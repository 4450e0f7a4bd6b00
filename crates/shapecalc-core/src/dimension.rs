//! 尺寸名称与尺寸集合

use serde::{Deserialize, Serialize};
use std::collections::BTreeMap;
use std::fmt;
use std::str::FromStr;
use thiserror::Error;

/// 尺寸名称
///
/// `as_str` 返回的名称与表单字段名一致（如 `sideA`）。
#[derive(Debug, Clone, Copy, PartialEq, Eq, PartialOrd, Ord, Hash, Serialize, Deserialize)]
#[serde(rename_all = "camelCase")]
pub enum Dimension {
    Radius,
    Length,
    Width,
    Side,
    Base,
    Height,
    SideA,
    SideB,
    SideC,
}

impl Dimension {
    pub const ALL: [Dimension; 9] = [
        Dimension::Radius,
        Dimension::Length,
        Dimension::Width,
        Dimension::Side,
        Dimension::Base,
        Dimension::Height,
        Dimension::SideA,
        Dimension::SideB,
        Dimension::SideC,
    ];

    /// 字段名
    pub fn as_str(&self) -> &'static str {
        match self {
            Dimension::Radius => "radius",
            Dimension::Length => "length",
            Dimension::Width => "width",
            Dimension::Side => "side",
            Dimension::Base => "base",
            Dimension::Height => "height",
            Dimension::SideA => "sideA",
            Dimension::SideB => "sideB",
            Dimension::SideC => "sideC",
        }
    }

    /// 表单标签
    pub fn label(&self) -> &'static str {
        match self {
            Dimension::Radius => "Radius",
            Dimension::Length => "Length",
            Dimension::Width => "Width",
            Dimension::Side => "Side",
            Dimension::Base => "Base",
            Dimension::Height => "Height",
            Dimension::SideA => "Side A",
            Dimension::SideB => "Side B",
            Dimension::SideC => "Side C",
        }
    }

    /// 输入框占位提示
    pub fn placeholder(&self) -> &'static str {
        match self {
            Dimension::Radius => "Enter radius",
            Dimension::Length => "Enter length",
            Dimension::Width => "Enter width",
            Dimension::Side => "Enter side length",
            Dimension::Base => "Enter base",
            Dimension::Height => "Enter height",
            Dimension::SideA => "Enter side A",
            Dimension::SideB => "Enter side B",
            Dimension::SideC => "Enter side C",
        }
    }
}

impl fmt::Display for Dimension {
    fn fmt(&self, f: &mut fmt::Formatter<'_>) -> fmt::Result {
        f.write_str(self.as_str())
    }
}

#[derive(Error, Debug, Clone, PartialEq, Eq)]
#[error("Unknown dimension: {0}")]
pub struct UnknownDimension(pub String);

impl FromStr for Dimension {
    type Err = UnknownDimension;

    fn from_str(s: &str) -> Result<Self, Self::Err> {
        Dimension::ALL
            .into_iter()
            .find(|d| d.as_str() == s)
            .ok_or_else(|| UnknownDimension(s.to_string()))
    }
}

/// 尺寸集合
///
/// 缺失的键表示空字段；无法解析的输入以 NaN 存储，
/// 由校验器视为缺失。
#[derive(Debug, Clone, Default, PartialEq, Serialize, Deserialize)]
pub struct DimensionSet {
    values: BTreeMap<Dimension, f64>,
}

impl DimensionSet {
    pub fn new() -> Self {
        Self::default()
    }

    /// 获取原始值（可能为 NaN）
    pub fn get(&self, dimension: Dimension) -> Option<f64> {
        self.values.get(&dimension).copied()
    }

    /// 获取可用于计算的值，空字段读作 NaN
    pub fn value_or_nan(&self, dimension: Dimension) -> f64 {
        self.get(dimension).unwrap_or(f64::NAN)
    }

    pub fn set(&mut self, dimension: Dimension, value: f64) {
        self.values.insert(dimension, value);
    }

    /// 清空字段，返回原值
    pub fn clear(&mut self, dimension: Dimension) -> Option<f64> {
        self.values.remove(&dimension)
    }

    pub fn contains(&self, dimension: Dimension) -> bool {
        self.values.contains_key(&dimension)
    }

    pub fn is_empty(&self) -> bool {
        self.values.is_empty()
    }

    pub fn len(&self) -> usize {
        self.values.len()
    }

    pub fn iter(&self) -> impl Iterator<Item = (Dimension, f64)> + '_ {
        self.values.iter().map(|(d, v)| (*d, *v))
    }
}

impl FromIterator<(Dimension, f64)> for DimensionSet {
    fn from_iter<T: IntoIterator<Item = (Dimension, f64)>>(iter: T) -> Self {
        Self {
            values: iter.into_iter().collect(),
        }
    }
}
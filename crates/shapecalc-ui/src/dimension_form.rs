//! 尺寸输入表单

use crate::state::{Command, UiState};

/// 渲染当前图形的输入框、计算按钮和行内错误
pub fn show_dimension_form(ui: &mut egui::Ui, ui_state: &UiState) -> Vec<Command> {
    let mut commands = Vec::new();
    let shape = ui_state.session.shape();

    for &dimension in shape.required_dimensions() {
        ui.label(dimension.label());

        let mut text = ui_state.field_text(dimension).to_string();
        let response = ui.add(
            egui::TextEdit::singleline(&mut text)
                .id_salt(("dimension", shape.name(), dimension.as_str()))
                .hint_text(dimension.placeholder())
                .desired_width(f32::INFINITY),
        );
        if response.changed() {
            commands.push(Command::EditDimension(dimension, text));
        }

        // 回车直接计算
        if response.lost_focus() && ui.input(|i| i.key_pressed(egui::Key::Enter)) {
            commands.push(Command::Calculate);
        }

        ui.add_space(8.0);
    }

    ui.add_space(8.0);
    let button = egui::Button::new(
        egui::RichText::new("Calculate")
            .strong()
            .color(egui::Color32::WHITE),
    )
    .fill(egui::Color32::from_rgb(168, 85, 247));
    if ui
        .add_sized([ui.available_width(), 36.0], button)
        .clicked()
    {
        commands.push(Command::Calculate);
    }

    if let Some(error) = ui_state.session.error() {
        ui.add_space(8.0);
        ui.colored_label(ui.visuals().error_fg_color, error.to_string());
    }

    commands
}
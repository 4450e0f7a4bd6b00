//! Shape Calculator 用户界面
//!
//! 基于egui的即时模式GUI。

pub mod dimension_form;
pub mod header;
pub mod preview;
pub mod preview_panel;
pub mod results_panel;
pub mod shape_selector;
pub mod state;
pub mod toast;

pub use state::{Command, UiState};
pub use toast::{Toast, ToastQueue};
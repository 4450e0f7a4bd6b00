//! Shape Calculator 核心
//!
//! 提供图形面积/周长计算、尺寸校验和计算会话状态机。
//!
//! # 架构设计
//!
//! 采用 "先校验、后计算" 的流水线：
//! - `DimensionSet`: 用户输入的尺寸（名称 → 数值）
//! - `validate`: 完整性检查 + 符号检查
//! - `Shape`: 按图形类型分派的面积/周长公式
//! - `Session`: 串联以上步骤，并记录结果和错误
//!
//! # 示例
//!
//! ```rust
//! use shapecalc_core::prelude::*;
//!
//! let mut session = Session::new();
//! session.set_dimension(Dimension::Radius, "5");
//!
//! let result = session.calculate().unwrap();
//! assert_eq!(result.area_text(), "78.54");
//! ```

pub mod dimension;
pub mod geometry;
pub mod input_parser;
pub mod session;
pub mod shape;
pub mod validate;

pub mod prelude {
    //! 常用类型的便捷导入
    pub use crate::dimension::{Dimension, DimensionSet};
    pub use crate::geometry::{Circle, ComputationResult, Rectangle, Shape, Square, Triangle};
    pub use crate::input_parser::{InputParser, ParseError};
    pub use crate::session::{CalculationFailure, Session};
    pub use crate::shape::ShapeKind;
    pub use crate::validate::{validate, Effect, Notice, ValidationError};
}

About this task: Reproduce the full listing above, character for character.

Completed task:
repository 4450e0f7a4bd6b00
filename crates/shapecalc-core/src/dimension.rs
//! 尺寸名称与尺寸集合

use serde::{Deserialize, Serialize};
use std::collections::BTreeMap;
use std::fmt;
use std::str::FromStr;
use thiserror::Error;

/// 尺寸名称
///
/// `as_str` 返回的名称与表单字段名一致（如 `sideA`）。
#[derive(Debug, Clone, Copy, PartialEq, Eq, PartialOrd, Ord, Hash, Serialize, Deserialize)]
#[serde(rename_all = "camelCase")]
pub enum Dimension {
    Radius,
    Length,
    Width,
    Side,
    Base,
    Height,
    SideA,
    SideB,
    SideC,
}

impl Dimension {
    pub const ALL: [Dimension; 9] = [
        Dimension::Radius,
        Dimension::Length,
        Dimension::Width,
        Dimension::Side,
        Dimension::Base,
        Dimension::Height,
        Dimension::SideA,
        Dimension::SideB,
        Dimension::SideC,
    ];

    /// 字段名
    pub fn as_str(&self) -> &'static str {
        match self {
            Dimension::Radius => "radius",
            Dimension::Length => "length",
            Dimension::Width => "width",
            Dimension::Side => "side",
            Dimension::Base => "base",
            Dimension::Height => "height",
            Dimension::SideA => "sideA",
            Dimension::SideB => "sideB",
            Dimension::SideC => "sideC",
        }
    }

    /// 表单标签
    pub fn label(&self) -> &'static str {
        match self {
            Dimension::Radius => "Radius",
            Dimension::Length => "Length",
            Dimension::Width => "Width",
            Dimension::Side => "Side",
            Dimension::Base => "Base",
            Dimension::Height => "Height",
            Dimension::SideA => "Side A",
            Dimension::SideB => "Side B",
            Dimension::SideC => "Side C",
        }
    }

    /// 输入框占位提示
    pub fn placeholder(&self) -> &'static str {
        match self {
            Dimension::Radius => "Enter radius",
            Dimension::Length => "Enter length",
            Dimension::Width => "Enter width",
            Dimension::Side => "Enter side length",
            Dimension::Base => "Enter base",
            Dimension::Height => "Enter height",
            Dimension::SideA => "Enter side A",
            Dimension::SideB => "Enter side B",
            Dimension::SideC => "Enter side C",
        }
    }
}

impl fmt::Display for Dimension {
    fn fmt(&self, f: &mut fmt::Formatter<'_>) -> fmt::Result {
        f.write_str(self.as_str())
    }
}

#[derive(Error, Debug, Clone, PartialEq, Eq)]
#[error("Unknown dimension: {0}")]
pub struct UnknownDimension(pub String);

impl FromStr for Dimension {
    type Err = UnknownDimension;

    fn from_str(s: &str) -> Result<Self, Self::Err> {
        Dimension::ALL
            .into_iter()
            .find(|d| d.as_str() == s)
            .ok_or_else(|| UnknownDimension(s.to_string()))
    }
}

/// 尺寸集合
///
/// 缺失的键表示空字段；无法解析的输入以 NaN 存储，
/// 由校验器视为缺失。
#[derive(Debug, Clone, Default, PartialEq, Serialize, Deserialize)]
pub struct DimensionSet {
    values: BTreeMap<Dimension, f64>,
}

impl DimensionSet {
    pub fn new() -> Self {
        Self::default()
    }

    /// 获取原始值（可能为 NaN）
    pub fn get(&self, dimension: Dimension) -> Option<f64> {
        self.values.get(&dimension).copied()
    }

    /// 获取可用于计算的值，空字段读作 NaN
    pub fn value_or_nan(&self, dimension: Dimension) -> f64 {
        self.get(dimension).unwrap_or(f64::NAN)
    }

    pub fn set(&mut self, dimension: Dimension, value: f64) {
        self.values.insert(dimension, value);
    }

    /// 清空字段，返回原值
    pub fn clear(&mut self, dimension: Dimension) -> Option<f64> {
        self.values.remove(&dimension)
    }

    pub fn contains(&self, dimension: Dimension) -> bool {
        self.values.contains_key(&dimension)
    }

    pub fn is_empty(&self) -> bool {
        self.values.is_empty()
    }

    pub fn len(&self) -> usize {
        self.values.len()
    }

    pub fn iter(&self) -> impl Iterator<Item = (Dimension, f64)> + '_ {
        self.values.iter().map(|(d, v)| (*d, *v))
    }
}

impl FromIterator<(Dimension, f64)> for DimensionSet {
    fn from_iter<T: IntoIterator<Item = (Dimension, f64)>>(iter: T) -> Self {
        Self {
            values: iter.into_iter().collect(),
        }
    }
}
filename crates/shapecalc-ui/src/dimension_form.rs
//! 尺寸输入表单

use crate::state::{Command, UiState};

/// 渲染当前图形的输入框、计算按钮和行内错误
pub fn show_dimension_form(ui: &mut egui::Ui, ui_state: &UiState) -> Vec<Command> {
    let mut commands = Vec::new();
    let shape = ui_state.session.shape();

    for &dimension in shape.required_dimensions() {
        ui.label(dimension.label());

        let mut text = ui_state.field_text(dimension).to_string();
        let response = ui.add(
            egui::TextEdit::singleline(&mut text)
                .id_salt(("dimension", shape.name(), dimension.as_str()))
                .hint_text(dimension.placeholder())
                .desired_width(f32::INFINITY),
        );
        if response.changed() {
            commands.push(Command::EditDimension(dimension, text));
        }

        // 回车直接计算
        if response.lost_focus() && ui.input(|i| i.key_pressed(egui::Key::Enter)) {
            commands.push(Command::Calculate);
        }

        ui.add_space(8.0);
    }

    ui.add_space(8.0);
    let button = egui::Button::new(
        egui::RichText::new("Calculate")
            .strong()
            .color(egui::Color32::WHITE),
    )
    .fill(egui::Color32::from_rgb(168, 85, 247));
    if ui
        .add_sized([ui.available_width(), 36.0], button)
        .clicked()
    {
        commands.push(Command::Calculate);
    }

    if let Some(error) = ui_state.session.error() {
        ui.add_space(8.0);
        ui.colored_label(ui.visuals().error_fg_color, error.to_string());
    }

    commands
}
repository 4450e0f7a4bd6b00
//! Shape Calculator 用户界面
//!
//! 基于egui的即时模式GUI。

pub mod dimension_form;
pub mod header;
pub mod preview;
pub mod preview_panel;
pub mod results_panel;
pub mod shape_selector;
pub mod state;
pub mod toast;

pub use state::{Command, UiState};
pub use toast::{Toast, ToastQueue};
repository 4450e0f7a4bd6b00
//! Shape Calculator 核心
//!
//! 提供图形面积/周长计算、尺寸校验和计算会话状态机。
//!
//! # 架构设计
//!
//! 采用 "先校验、后计算" 的流水线：
//! - `DimensionSet`: 用户输入的尺寸（名称 → 数值）
//! - `validate`: 完整性检查 + 符号检查
//! - `Shape`: 按图形类型分派的面积/周长公式
//! - `Session`: 串联以上步骤，并记录结果和错误
//!
//! # 示例
//!
//! ```rust
//! use shapecalc_core::prelude::*;
//!
//! let mut session = Session::new();
//! session.set_dimension(Dimension::Radius, "5");
//!
//! let result = session.calculate().unwrap();
//! assert_eq!(result.area_text(), "78.54");
//! ```

pub mod dimension;
pub mod geometry;
pub mod input_parser;
pub mod session;
pub mod shape;
pub mod validate;

pub mod prelude {
    //! 常用类型的便捷导入
    pub use crate::dimension::{Dimension, DimensionSet};
    pub use crate::geometry::{Circle, ComputationResult, Rectangle, Shape, Square, Triangle};
    pub use crate::input_parser::{InputParser, ParseError};
    pub use crate::session::{CalculationFailure, Session};
    pub use crate::shape::ShapeKind;
    pub use crate::validate::{validate, Effect, Notice, ValidationError};
}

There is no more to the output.